*What to do*. How many lines of the data hold the word "LogLine"? State the number and nothing else.

——————————

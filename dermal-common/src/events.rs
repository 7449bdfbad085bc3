//! Analysis stream event types
//!
//! `StreamEvent` is the raw wire record (event name + payload text).
//! `AnalysisEvent` is the decoded form, one variant per event name, each
//! carrying its own validated payload type.

use crate::log_line::LogLine;
use crate::report::{DermalReport, ReportError};
use serde::{Deserialize, Serialize};
use thiserror::Error;

/// Event name for diagnostic log lines
pub const LOG_EVENT: &str = "log";

/// Event name for the terminal report
pub const REPORT_EVENT: &str = "report";

/// Raw event record as carried on the wire
#[derive(Debug, Clone, PartialEq, Eq)]
pub struct StreamEvent {
    pub event: String,
    pub data: String,
}

impl StreamEvent {
    pub fn new(event: impl Into<String>, data: impl Into<String>) -> Self {
        Self {
            event: event.into(),
            data: data.into(),
        }
    }

    pub fn is_report(&self) -> bool {
        self.event == REPORT_EVENT
    }

    pub fn is_log(&self) -> bool {
        self.event == LOG_EVENT
    }

    /// SSE wire encoding of this record
    pub fn encode(&self) -> String {
        crate::sse::encode_event(self)
    }
}

/// Payload of a "log" event
#[derive(Debug, Clone, PartialEq, Eq, Serialize, Deserialize)]
pub struct LogPayload {
    pub line: String,
}

/// Event decoding errors
#[derive(Debug, Error)]
pub enum DecodeError {
    #[error("Unknown event type: {0}")]
    UnknownEvent(String),

    #[error("Invalid {event} payload: {reason}")]
    InvalidPayload { event: &'static str, reason: String },

    #[error("Invalid report: {0}")]
    InvalidReport(#[from] ReportError),
}

/// Decoded analysis stream event
#[derive(Debug, Clone, PartialEq)]
pub enum AnalysisEvent {
    Log(LogPayload),
    Report(DermalReport),
}

impl AnalysisEvent {
    pub fn log(line: impl Into<String>) -> Self {
        AnalysisEvent::Log(LogPayload { line: line.into() })
    }

    /// Event name on the wire
    pub fn event_type(&self) -> &'static str {
        match self {
            AnalysisEvent::Log(_) => LOG_EVENT,
            AnalysisEvent::Report(_) => REPORT_EVENT,
        }
    }

    /// Encode into a wire record
    pub fn to_stream_event(&self) -> Result<StreamEvent, serde_json::Error> {
        let data = match self {
            AnalysisEvent::Log(payload) => serde_json::to_string(payload)?,
            AnalysisEvent::Report(report) => serde_json::to_string(report)?,
        };
        Ok(StreamEvent::new(self.event_type(), data))
    }

    /// Decode a wire record, validating the payload for its event name
    pub fn decode(event: &StreamEvent) -> Result<Self, DecodeError> {
        match event.event.as_str() {
            LOG_EVENT => serde_json::from_str::<LogPayload>(event.data.trim())
                .map(AnalysisEvent::Log)
                .map_err(|e| DecodeError::InvalidPayload {
                    event: LOG_EVENT,
                    reason: e.to_string(),
                }),
            REPORT_EVENT => Ok(AnalysisEvent::Report(DermalReport::from_json_str(&event.data)?)),
            other => Err(DecodeError::UnknownEvent(other.to_string())),
        }
    }

    /// Display form of a log event
    pub fn as_log_line(&self) -> Option<LogLine> {
        match self {
            AnalysisEvent::Log(payload) => Some(LogLine::parse(&payload.line)),
            AnalysisEvent::Report(_) => None,
        }
    }
}

#[cfg(test)]
mod tests {
    use super::*;
    use crate::fallback::FallbackPolicy;

    #[test]
    fn test_log_event_encoding() {
        let event = AnalysisEvent::log("08:34:51 [OK] UV_SPECTRUM_MAPPING_INITIALIZED")
            .to_stream_event()
            .unwrap();
        assert_eq!(event.event, "log");
        assert_eq!(
            event.data,
            r#"{"line":"08:34:51 [OK] UV_SPECTRUM_MAPPING_INITIALIZED"}"#
        );
    }

    #[test]
    fn test_report_event_decodes_and_validates() {
        let report = FallbackPolicy::standard().client_report();
        let wire = AnalysisEvent::Report(report.clone()).to_stream_event().unwrap();
        assert!(wire.is_report());
        match AnalysisEvent::decode(&wire).unwrap() {
            AnalysisEvent::Report(decoded) => assert_eq!(decoded, report),
            other => panic!("expected report, got {:?}", other),
        }
    }

    #[test]
    fn test_invalid_log_payload() {
        let wire = StreamEvent::new("log", "not json");
        assert!(matches!(
            AnalysisEvent::decode(&wire),
            Err(DecodeError::InvalidPayload { event: "log", .. })
        ));
    }

    #[test]
    fn test_invalid_report_payload() {
        let wire = StreamEvent::new("report", r#"{"profileId":"SK-1"}"#);
        assert!(matches!(
            AnalysisEvent::decode(&wire),
            Err(DecodeError::InvalidReport(_))
        ));
    }

    #[test]
    fn test_unknown_event() {
        let wire = StreamEvent::new("progress", "{}");
        assert!(matches!(
            AnalysisEvent::decode(&wire),
            Err(DecodeError::UnknownEvent(name)) if name == "progress"
        ));
    }

    #[test]
    fn test_as_log_line() {
        let event = AnalysisEvent::log("08:34:52 [!!] IRREGULAR_COLLAGEN_PATTERN_DETECTED");
        let line = event.as_log_line().unwrap();
        assert_eq!(line.tag, "[!!]");
        assert_eq!(line.message, "IRREGULAR_COLLAGEN_PATTERN_DETECTED");
    }
}
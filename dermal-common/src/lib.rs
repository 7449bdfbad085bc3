//! # Dermal Common Library
//!
//! Shared code for the dermal analysis service and its client including:
//! - Report schema and validation (DermalReport)
//! - Diagnostic log line parsing
//! - Event stream (SSE) encoding and chunk-tolerant decoding
//! - Stream event types (AnalysisEvent tagged union)
//! - Quiz answers, analyze request normalization and image data URLs
//! - Fallback policy for failed analyses
//! - Payment API types
//! - Configuration loading

pub mod config;
pub mod error;
pub mod events;
pub mod fallback;
pub mod image;
pub mod log_line;
pub mod payment;
pub mod quiz;
pub mod report;
pub mod sse;

pub use error::{Error, Result};
pub use events::{AnalysisEvent, LogPayload, StreamEvent};
pub use fallback::FallbackPolicy;
pub use log_line::LogLine;
pub use quiz::{AnalyzeRequest, QuizAnswers};
pub use report::DermalReport;
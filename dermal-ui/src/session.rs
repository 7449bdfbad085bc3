//! Per-session key/value storage
//!
//! Stages of the flow hand data to each other through three keys:
//! the quiz answers, the image data URL, and the finished report. Values
//! are stored as JSON text (the image as its raw data URL).

use dermal_common::{DermalReport, QuizAnswers};
use std::collections::BTreeMap;
use std::path::{Path, PathBuf};
use std::sync::{Arc, Mutex};
use thiserror::Error;
use tracing::{debug, warn};

pub const QUIZ_KEY: &str = "dermal_quiz";
pub const IMAGE_KEY: &str = "dermal_image";
pub const REPORT_KEY: &str = "dermal_report";

#[derive(Debug, Error)]
pub enum SessionError {
    #[error("IO error: {0}")]
    Io(#[from] std::io::Error),

    #[error("JSON error: {0}")]
    Json(#[from] serde_json::Error),

    #[error("Session store lock poisoned")]
    Poisoned,
}

pub trait SessionStore: Send + Sync {
    fn get(&self, key: &str) -> Result<Option<String>, SessionError>;
    fn set(&self, key: &str, value: &str) -> Result<(), SessionError>;
    fn remove(&self, key: &str) -> Result<(), SessionError>;
    fn clear(&self) -> Result<(), SessionError>;
}

// ============================================================================
// In-memory store
// ============================================================================

#[derive(Debug, Default)]
pub struct InMemoryStore {
    values: Mutex<BTreeMap<String, String>>,
}

impl InMemoryStore {
    pub fn new() -> Self {
        Self::default()
    }
}

impl SessionStore for InMemoryStore {
    fn get(&self, key: &str) -> Result<Option<String>, SessionError> {
        let values = self.values.lock().map_err(|_| SessionError::Poisoned)?;
        Ok(values.get(key).cloned())
    }

    fn set(&self, key: &str, value: &str) -> Result<(), SessionError> {
        let mut values = self.values.lock().map_err(|_| SessionError::Poisoned)?;
        values.insert(key.to_string(), value.to_string());
        Ok(())
    }

    fn remove(&self, key: &str) -> Result<(), SessionError> {
        let mut values = self.values.lock().map_err(|_| SessionError::Poisoned)?;
        values.remove(key);
        Ok(())
    }

    fn clear(&self) -> Result<(), SessionError> {
        let mut values = self.values.lock().map_err(|_| SessionError::Poisoned)?;
        values.clear();
        Ok(())
    }
}

// ============================================================================
// JSON file store
// ============================================================================

/// Store persisted as one JSON object, rewritten on every change
///
/// Lets separate invocations of the binary share a session.
#[derive(Debug)]
pub struct JsonFileStore {
    path: PathBuf,
    values: Mutex<BTreeMap<String, String>>,
}

impl JsonFileStore {
    /// Open the store, starting empty if the file does not exist
    pub fn open(path: impl Into<PathBuf>) -> Result<Self, SessionError> {
        let path = path.into();
        let values = if path.exists() {
            let content = std::fs::read_to_string(&path)?;
            if content.trim().is_empty() {
                BTreeMap::new()
            } else {
                serde_json::from_str(&content)?
            }
        } else {
            debug!("Session file {} not found, starting empty", path.display());
            BTreeMap::new()
        };

        Ok(Self {
            path,
            values: Mutex::new(values),
        })
    }

    pub fn path(&self) -> &Path {
        &self.path
    }

    /// Apply `change` to a copy, persist it, then commit it in memory
    ///
    /// A failed write leaves the in-memory values untouched.
    fn update<F>(&self, change: F) -> Result<(), SessionError>
    where
        F: FnOnce(&mut BTreeMap<String, String>),
    {
        let mut values = self.values.lock().map_err(|_| SessionError::Poisoned)?;
        let mut next = values.clone();
        change(&mut next);
        self.persist(&next)?;
        *values = next;
        Ok(())
    }

    fn persist(&self, values: &BTreeMap<String, String>) -> Result<(), SessionError> {
        if let Some(parent) = self.path.parent() {
            if !parent.as_os_str().is_empty() {
                std::fs::create_dir_all(parent)?;
            }
        }
        // Write a sibling file, then rename over the original
        let tmp = self.path.with_extension("json.tmp");
        std::fs::write(&tmp, serde_json::to_string_pretty(values)?)?;
        std::fs::rename(&tmp, &self.path)?;
        Ok(())
    }
}

impl SessionStore for JsonFileStore {
    fn get(&self, key: &str) -> Result<Option<String>, SessionError> {
        let values = self.values.lock().map_err(|_| SessionError::Poisoned)?;
        Ok(values.get(key).cloned())
    }

    fn set(&self, key: &str, value: &str) -> Result<(), SessionError> {
        self.update(|values| {
            values.insert(key.to_string(), value.to_string());
        })
    }

    fn remove(&self, key: &str) -> Result<(), SessionError> {
        self.update(|values| {
            values.remove(key);
        })
    }

    fn clear(&self) -> Result<(), SessionError> {
        self.update(BTreeMap::clear)
    }
}

// ============================================================================
// Typed access
// ============================================================================

/// Typed view over a `SessionStore`
#[derive(Clone)]
pub struct Session {
    store: Arc<dyn SessionStore>,
}

impl Session {
    pub fn new(store: Arc<dyn SessionStore>) -> Self {
        Self { store }
    }

    pub fn in_memory() -> Self {
        Self::new(Arc::new(InMemoryStore::new()))
    }

    pub fn store(&self) -> &Arc<dyn SessionStore> {
        &self.store
    }

    pub fn save_quiz(&self, quiz: &QuizAnswers) -> Result<(), SessionError> {
        self.store.set(QUIZ_KEY, &serde_json::to_string(quiz)?)
    }

    /// Stored quiz answers; missing or unreadable answers yield an empty quiz
    pub fn quiz(&self) -> QuizAnswers {
        match self.store.get(QUIZ_KEY) {
            Ok(Some(raw)) => match serde_json::from_str::<serde_json::Value>(&raw) {
                Ok(value) => QuizAnswers::from_value(&value),
                Err(e) => {
                    warn!("Stored quiz unreadable, using empty answers: {}", e);
                    QuizAnswers::default()
                }
            },
            Ok(None) => QuizAnswers::default(),
            Err(e) => {
                warn!("Session read failed: {}", e);
                QuizAnswers::default()
            }
        }
    }

    pub fn save_image(&self, data_url: &str) -> Result<(), SessionError> {
        self.store.set(IMAGE_KEY, data_url)
    }

    pub fn image(&self) -> Option<String> {
        match self.store.get(IMAGE_KEY) {
            Ok(image) => image.filter(|image| !image.is_empty()),
            Err(e) => {
                warn!("Session read failed: {}", e);
                None
            }
        }
    }

    pub fn save_report(&self, report: &DermalReport) -> Result<(), SessionError> {
        self.store.set(REPORT_KEY, &serde_json::to_string(report)?)
    }

    /// Stored report, if present and schema-valid
    pub fn report(&self) -> Option<DermalReport> {
        let raw = match self.store.get(REPORT_KEY) {
            Ok(Some(raw)) => raw,
            Ok(None) => return None,
            Err(e) => {
                warn!("Session read failed: {}", e);
                return None;
            }
        };
        match DermalReport::from_json_str(&raw) {
            Ok(report) => Some(report),
            Err(e) => {
                warn!("Stored report invalid: {}", e);
                None
            }
        }
    }

    pub fn clear(&self) -> Result<(), SessionError> {
        self.store.clear()
    }
}
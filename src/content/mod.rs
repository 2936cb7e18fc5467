//! Content module - CMS post records and structured text documents

pub mod document;
pub mod loader;
mod post;

pub use document::{Block, ContentDocument, ContentError, InlineSpan, Mark, StructuredText};
pub use loader::{ContentSource, FileSource};
pub use post::{
    parse_date, Author, CoverImage, MetaTag, Picture, Post, PostQuery, ResponsiveImage, Video,
};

——————————

*Your response*. 4